## GOAL OF THE EXERCISE
Copy each line below in which the string "link" occurs.

- Opening Delimiter -

use nalgebra::Vector3;
use tracing::{debug, info, instrument};

use crate::components::{AircraftWingGeometry, PlanformAreas, WingGeometry};
use crate::oracle::GeometryOracle;
use crate::systems::topology::{ordered_chain, section_order};
use crate::utils::{
    distance, midpoint, Axis, BalanceError, ComponentId, ReferencePlane, POINT_EPSILON,
    QUARTER_CHORD, QUARTER_CHORD_REVERSED,
};

/// Quarter-chord center point and thickness of one wing section.
struct SectionSample {
    center: Vector3<f64>,
    thickness: f64,
}

/// Chordwise parameters that land on the quarter chord of the lower and upper surface.
///
/// A surface whose parameterisation starts at the leading edge reaches the
/// quarter chord at 0.25, one starting at the trailing edge at 0.75.
fn quarter_chord_parameters<O: GeometryOracle>(
    oracle: &O,
    wing: usize,
    segment: usize,
) -> Result<(f64, f64), BalanceError> {
    let leading_edge = oracle.wing_chord_point(wing, segment, 0.0, 0.0)?;
    let lower = oracle.wing_lower_point(wing, segment, 0.0, 0.0)?;
    let upper = oracle.wing_upper_point(wing, segment, 0.0, 0.0)?;
    let pick = |p: Vector3<f64>| {
        if distance(&p, &leading_edge) < POINT_EPSILON {
            QUARTER_CHORD
        } else {
            QUARTER_CHORD_REVERSED
        }
    };
    Ok((pick(lower), pick(upper)))
}

fn sample_section<O: GeometryOracle>(
    oracle: &O,
    wing: usize,
    segment: usize,
    eta: f64,
    (lower_xsi, upper_xsi): (f64, f64),
) -> Result<SectionSample, BalanceError> {
    let lower = oracle.wing_lower_point(wing, segment, eta, lower_xsi)?;
    let upper = oracle.wing_upper_point(wing, segment, eta, upper_xsi)?;
    Ok(SectionSample {
        center: midpoint(&lower, &upper),
        thickness: distance(&upper, &lower),
    })
}

fn chord_length<O: GeometryOracle>(
    oracle: &O,
    wing: usize,
    segment: usize,
    eta: f64,
) -> Result<f64, BalanceError> {
    let leading_edge = oracle.wing_chord_point(wing, segment, eta, 0.0)?;
    let trailing_edge = oracle.wing_chord_point(wing, segment, eta, 1.0)?;
    Ok(distance(&leading_edge, &trailing_edge))
}

/// Evaluates the geometry of a single wing.
#[instrument(skip(oracle))]
pub fn analyse_wing<O: GeometryOracle>(oracle: &O, wing: usize) -> Result<WingGeometry, BalanceError> {
    let component = ComponentId::Wing(wing);
    let symmetry = oracle.symmetry(component)?;
    let double = symmetry.multiplicity();
    let section_count = oracle.section_count(component)?;
    let segment_count = oracle.segment_count(component)?;

    let planform = PlanformAreas {
        xy: oracle.wing_reference_area(wing, ReferencePlane::Xy)? * double,
        xz: oracle.wing_reference_area(wing, ReferencePlane::Xz)? * double,
        yz: oracle.wing_reference_area(wing, ReferencePlane::Yz)? * double,
    };
    let is_horizontal = planform.is_horizontal();
    let ranking_axis = if is_horizontal { Axis::Y } else { Axis::Z };

    let chain = ordered_chain(oracle, component, |oracle, segment| {
        let leading_edge = oracle.wing_chord_point(wing, segment, 0.0, 0.0)?;
        Ok(ranking_axis.component(&leading_edge))
    })?;
    let order = section_order(&chain);

    let mut section_centers = Vec::with_capacity(chain.len() + 1);
    let mut section_thickness = Vec::with_capacity(chain.len() + 1);
    let mut segment_volumes = Vec::with_capacity(chain.len());
    let mut tip_parameters = (QUARTER_CHORD, QUARTER_CHORD);
    for link in &chain {
        let parameters = quarter_chord_parameters(oracle, wing, link.segment)?;
        let inner = sample_section(oracle, wing, link.segment, 0.0, parameters)?;
        section_centers.push(inner.center);
        section_thickness.push(inner.thickness);
        segment_volumes.push(oracle.wing_segment_volume(wing, link.segment)? * double);
        tip_parameters = parameters;
    }
    // the chain is non-empty once reordered
    let root = chain[0];
    let tip = chain[chain.len() - 1];
    let outer = sample_section(oracle, wing, tip.segment, 1.0, tip_parameters)?;
    section_centers.push(outer.center);
    section_thickness.push(outer.thickness);

    let segment_lengths: Vec<f64> = section_centers
        .windows(2)
        .map(|pair| distance(&pair[0], &pair[1]))
        .collect();
    let segment_centers: Vec<Vector3<f64>> = section_centers
        .windows(2)
        .map(|pair| midpoint(&pair[0], &pair[1]))
        .collect();
    let mean_thickness =
        section_thickness.iter().sum::<f64>() / section_thickness.len() as f64;

    let geometry = WingGeometry {
        index: wing,
        symmetry,
        is_mirror: false,
        is_horizontal,
        section_count,
        segment_count,
        chain,
        section_order: order,
        section_centers,
        section_thickness,
        mean_thickness,
        segment_lengths,
        segment_centers,
        segment_volumes,
        mac: oracle.wing_mac(wing)?,
        span: oracle.wing_span(wing)?,
        max_chord: chord_length(oracle, wing, root.segment, 0.0)?,
        min_chord: chord_length(oracle, wing, tip.segment, 1.0)?,
        planform,
        volume: oracle.wing_volume(wing)? * double,
        wetted_area: oracle.wing_surface_area(wing)? * double,
    };

    debug!(
        wing,
        symmetry = symmetry.code(),
        horizontal = is_horizontal,
        span = geometry.span,
        mac = geometry.mac.length,
        "wing analysed"
    );
    Ok(geometry)
}

/// Evaluates the geometry of every wing and the aircraft-level wing totals.
#[instrument(skip(oracle))]
pub fn analyse_wings<O: GeometryOracle>(oracle: &O) -> Result<AircraftWingGeometry, BalanceError> {
    let wings = (0..oracle.wing_count())
        .map(|w| analyse_wing(oracle, w))
        .collect::<Result<Vec<_>, _>>()?;

    let mut main_wing_index = 0;
    let mut largest_span = f64::MIN;
    for wing in &wings {
        if wing.span > largest_span {
            largest_span = wing.span;
            main_wing_index = wing.index;
        }
    }

    let mut geometry = AircraftWingGeometry {
        main_wing_index,
        ..Default::default()
    };
    for wing in &wings {
        if wing.index == main_wing_index {
            geometry.main_wing_surface = wing.wetted_area;
            geometry.main_wing_planform_area = wing.planform.xy;
        } else {
            geometry.tail_wings_surface.push(wing.wetted_area);
        }
        geometry.total_wings_surface += wing.wetted_area;
        geometry.total_volume += wing.volume;
    }
    geometry.wings = wings;

    info!(
        wings = geometry.defined_count(),
        physical_wings = geometry.physical_count(),
        main_wing = geometry.main_wing_index,
        main_wing_planform_area = geometry.main_wing_planform_area,
        total_wings_surface = geometry.total_wings_surface,
        total_volume = geometry.total_volume,
        "wing geometry evaluated"
    );
    Ok(geometry)
}

#[cfg(test)]
mod tests {
    use super::*;
    use crate::components::SymmetryPlane;
    use crate::oracle::{
        AircraftDefinition, AnalyticOracle, SegmentDefinition, WingDefinition, WingSection,
    };
    use approx::assert_relative_eq;
    use pretty_assertions::assert_eq;

    fn bwb() -> AnalyticOracle {
        AnalyticOracle::new(AircraftDefinition::blended_wing_body()).unwrap()
    }

    #[test]
    fn test_bwb_chain_is_spanwise() {
        let geometry = analyse_wing(&bwb(), 0).unwrap();
        let segments: Vec<usize> = geometry.chain.iter().map(|l| l.segment).collect();
        assert_eq!(segments, vec![1, 2, 0]);
        assert_eq!(geometry.section_order, vec![0, 1, 2, 3]);
        assert!(geometry.is_horizontal);
        for pair in geometry.section_centers.windows(2) {
            assert!(pair[1].y > pair[0].y);
        }
    }

    #[test]
    fn test_winglet_is_vertical() {
        let geometry = analyse_wing(&bwb(), 1).unwrap();
        assert!(!geometry.is_horizontal);
        assert_eq!(geometry.section_centers.len(), 2);
    }

    #[test]
    fn test_section_center_on_quarter_chord() {
        let geometry = analyse_wing(&bwb(), 0).unwrap();
        // root section: leading edge at the origin, chord 20
        assert_relative_eq!(geometry.section_centers[0], Vector3::new(5.0, 0.0, 0.0), epsilon = 1e-9);
        assert!(geometry.section_thickness[0] > 0.0);
    }

    #[test]
    fn test_segment_lengths_match_centers() {
        let geometry = analyse_wing(&bwb(), 0).unwrap();
        assert_eq!(geometry.segment_lengths.len(), 3);
        for (i, length) in geometry.segment_lengths.iter().enumerate() {
            let reversed = distance(&geometry.section_centers[i + 1], &geometry.section_centers[i]);
            assert_relative_eq!(*length, reversed);
        }
    }

    #[test]
    fn test_symmetric_quantities_doubled() {
        let oracle = bwb();
        let geometry = analyse_wing(&oracle, 0).unwrap();
        assert_relative_eq!(
            geometry.volume,
            2.0 * oracle.wing_volume(0).unwrap(),
            epsilon = 1e-9
        );
        assert_relative_eq!(geometry.max_chord, 20.0, epsilon = 1e-9);
        assert_relative_eq!(geometry.min_chord, 2.5, epsilon = 1e-9);
    }

    #[test]
    fn test_main_wing_has_largest_span() {
        let oracle = AnalyticOracle::new(AircraftDefinition::conventional()).unwrap();
        let geometry = analyse_wings(&oracle).unwrap();
        assert_eq!(geometry.main_wing_index, 0);
        assert_eq!(geometry.tail_wings_surface.len(), 2);
        assert_eq!(geometry.physical_count(), 5);
        assert_eq!(geometry.expanded().len(), 5);
        let total: f64 = geometry.wings.iter().map(|w| w.wetted_area).sum();
        assert_relative_eq!(geometry.total_wings_surface, total);
    }

    #[test]
    fn test_mirrored_wing_negates_y() {
        let geometry = analyse_wing(&bwb(), 0).unwrap();
        let mirrored = geometry.mirrored().unwrap();
        for (a, b) in geometry.segment_centers.iter().zip(&mirrored.segment_centers) {
            assert_eq!(b.x, a.x);
            assert_eq!(b.y, -a.y);
            assert_eq!(b.z, a.z);
        }
        assert!(mirrored.mirrored().is_none());
    }

    #[test]
    fn test_forked_wing_is_inconsistent() {
        let oracle = AnalyticOracle::new(AircraftDefinition {
            name: "Forked".to_string(),
            fuselages: vec![],
            wings: vec![WingDefinition {
                name: "Forked".to_string(),
                symmetry: SymmetryPlane::None,
                sections: vec![
                    WingSection::new(Vector3::new(0.0, 0.0, 0.0), 2.0, 0.1),
                    WingSection::new(Vector3::new(0.5, 4.0, 0.0), 1.5, 0.1),
                    WingSection::new(Vector3::new(1.0, 8.0, 0.0), 1.0, 0.1),
                    WingSection::new(Vector3::new(1.0, 8.0, 2.0), 1.0, 0.1),
                ],
                segments: vec![
                    SegmentDefinition::new(0, 1),
                    SegmentDefinition::new(1, 2),
                    SegmentDefinition::new(1, 3),
                ],
            }],
        })
        .unwrap();
        assert!(matches!(
            analyse_wing(&oracle, 0),
            Err(BalanceError::GeometryInconsistency { .. })
        ));
    }
}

- Closing Delimiter -

## SOLUTION TO THE EXERCISE
    for link in &chain {
        let parameters = quarter_chord_parameters(oracle, wing, link.segment)?;
        let inner = sample_section(oracle, wing, link.segment, 0.0, parameters)?;
        segment_volumes.push(oracle.wing_segment_volume(wing, link.segment)? * double);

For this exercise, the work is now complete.